The invention relates to the field of inorganic oxide material preparation, in particular to preparation of heteropolyblue and application thereof, and the method comprises the following steps: 1) Dissolving ammonium metatungstate powder in an aqueous solution with an acidity value not lower than 0.1 mol/L; 2) And adding gallium-based liquid metal into the solution for reaction. The preparation method provided by the invention has the advantages that the preparation process is simple, the obtained tungsten-based heteropolyblue component is uniform, and mass production can be realized. The preparation environment is room temperature, the synthesis of the heteropolyblue material can be realized without any atmosphere and high temperature, and the use of vacuum or sealing capacity is completely avoided.

Description

Heteropolyblue, and preparation method and application thereof
Technical Field
The invention relates to the field of inorganic oxide material preparation, in particular to preparation and application of heteropolyblue.
Background
Tungsten-based heteropolyblue is an important class of inorganic cluster compounds in which tungsten ions are represented by W 6 + 、W 5 + Or W 4 + And the mixed valence states exist to balance the overall charge of the compound. The abundant crystal structure, tunnel structure and the special valence state lead the material to have excellent performances such as electronic and ionic conductivity, superconductivity, optical performance and the like, and the application of the material in electrochromic, water-based batteries, near infrared absorption, chemical sensors and the like is widely researched and interesting and potential application scenes.
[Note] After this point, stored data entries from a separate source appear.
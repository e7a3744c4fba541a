//! Configuration for the engine

use serde::{Deserialize, Serialize};

/// Default number of units per batch sub-run
pub const DEFAULT_BATCH_SIZE: usize = 2;

/// Order in which batch sub-run outputs are concatenated
#[derive(Debug, Clone, Copy, PartialEq, Eq, Serialize, Deserialize)]
#[serde(rename_all = "lowercase")]
pub enum BatchOrder {
    /// Whichever sub-run finishes first comes first
    Completion,
    /// Sub-runs appear in the order their sub-lists were cut
    Submission,
}

impl Default for BatchOrder {
    fn default() -> Self {
        BatchOrder::Completion
    }
}

/// Prompt templates with `${name}` placeholders
#[derive(Debug, Clone, PartialEq, Serialize, Deserialize)]
#[serde(default)]
pub struct PromptTemplates {
    /// Extraction system message: `${context}`, `${language}`, `${now}`
    pub extraction_system: String,

    /// Extraction user message: `${material}`, `${fields}`, `${extractedInfo}`
    pub extraction_user: String,

    /// Matching system message: `${taskInstruction}`, `${language}`, `${now}`
    pub matching_system: String,

    /// Matching user message: `${rule}`, `${context}`
    pub matching_user: String,
}

impl Default for PromptTemplates {
    fn default() -> Self {
        Self {
            extraction_system: EXTRACTION_SYSTEM.to_string(),
            extraction_user: EXTRACTION_USER.to_string(),
            matching_system: MATCHING_SYSTEM.to_string(),
            matching_user: MATCHING_USER.to_string(),
        }
    }
}

/// Configuration for extraction and matching runs
#[derive(Debug, Clone, PartialEq, Serialize, Deserialize)]
#[serde(default)]
pub struct EngineConfig {
    /// Language the model should answer in
    pub language: String,

    /// Offset from UTC, in hours, used for the current-time string
    pub time_zone_offset_hours: f64,

    /// Log full system and user messages of every turn
    pub log_prompts: bool,

    /// Units per sub-run when the caller does not give a batch size
    pub default_batch_size: usize,

    /// Sub-runs allowed in flight at once
    pub max_concurrency: usize,

    /// How batch outputs are concatenated
    pub batch_order: BatchOrder,

    /// Prompt templates
    pub prompts: PromptTemplates,
}

impl Default for EngineConfig {
    fn default() -> Self {
        Self {
            language: "English".to_string(),
            time_zone_offset_hours: 0.0,
            log_prompts: false,
            default_batch_size: DEFAULT_BATCH_SIZE,
            max_concurrency: 4,
            batch_order: BatchOrder::Completion,
            prompts: PromptTemplates::default(),
        }
    }
}

impl EngineConfig {
    /// Validate the configuration
    pub fn validate(&self) -> Result<(), String> {
        if self.language.trim().is_empty() {
            return Err("language must not be empty".to_string());
        }
        if !(-12.0..=14.0).contains(&self.time_zone_offset_hours) {
            return Err(format!(
                "time_zone_offset_hours {} out of range [-12, 14]",
                self.time_zone_offset_hours
            ));
        }
        if self.default_batch_size == 0 {
            return Err("default_batch_size must be greater than 0".to_string());
        }
        if self.max_concurrency == 0 {
            return Err("max_concurrency must be greater than 0".to_string());
        }
        Ok(())
    }

    /// Batch size to use for a caller-supplied value
    ///
    /// Missing or zero falls back to `default_batch_size`, and to
    /// [`DEFAULT_BATCH_SIZE`] if that is zero too.
    pub fn effective_batch_size(&self, requested: Option<usize>) -> usize {
        requested
            .filter(|n| *n > 0)
            .or(Some(self.default_batch_size).filter(|n| *n > 0))
            .unwrap_or(DEFAULT_BATCH_SIZE)
    }

    /// Load configuration from TOML string
    pub fn from_toml(toml_str: &str) -> Result<Self, String> {
        toml::from_str(toml_str).map_err(|e| format!("Failed to parse TOML: {}", e))
    }

    /// Serialize configuration to TOML string
    pub fn to_toml(&self) -> Result<String, String> {
        toml::to_string_pretty(self).map_err(|e| format!("Failed to serialize to TOML: {}", e))
    }
}

const EXTRACTION_SYSTEM: &str = r#"
You are an information extraction assistant. Review the material you are given and extract the requested information.
${context}

You should:
1. Use ${language}
2. Read the material carefully
3. Extract the information that is still missing, following the field descriptions
4. Record what you found with the fillExtractedInfoTool
5. Be thorough and accurate

Current Time: ${now}

IMPORTANT: fillExtractedInfoTool takes the extracted information as a JSON object of key-value pairs where both keys and values are strings. Never pass an array.
Correct:
- extractedInfo: {"field1": "value1", "field2": "value2"}

Wrong:
- extractedInfo: ["field1", "value1", "field2", "value2"]

Materials are reviewed one at a time until all of them have been read.
"#;

const EXTRACTION_USER: &str = r#"
<current_material>
${material}
</current_material>

<fields_to_extract>
${fields}
</fields_to_extract>

<already_extracted>
${extractedInfo}
</already_extracted>
"#;

const MATCHING_SYSTEM: &str = r#"
You are a rule matcher. Review the context information and decide whether the given rule matches it.
${taskInstruction}

You should:
1. Use ${language}
2. Read the rule carefully
3. Always record your decision with RecordMatchRuleTool, whether or not the rule matches
4. Be thorough and accurate

Current Time: ${now}

Rules are checked one at a time until all of them have been checked.
"#;

const MATCHING_USER: &str = r#"
<current_rule>
${rule}
</current_rule>

<context>
${context}
</context>
"#;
The existing preparation method of tungsten-based heteropolyblue adopts a chemical reduction method or a hydrothermal method, and comprises the following steps of 6 + The tungsten-based heteropolyblue is obtained by hydrothermal synthesis in a salt solution, and the heteropolyblue prepared by the method has uncontrollable composition and contains a reaction precursor. And the hydrothermal synthesis method has limited synthesis amount, harsh reaction conditions, such as high temperature and high pressure conditions required in the reaction process, long time consumption, large energy consumption and poor repeatability. Therefore, an industrialized synthesis method for synthesizing tungsten-based heteropolyblue, which is low in cost, reliable and stable, is urgently needed.
Disclosure of Invention
The invention provides a preparation method of heteropolyblue, which comprises the following steps:
1) Dissolving ammonium metatungstate powder in an aqueous solution with an acidity value not lower than 0.1 mol/L;
2) And adding gallium-based liquid metal into the solution for reaction.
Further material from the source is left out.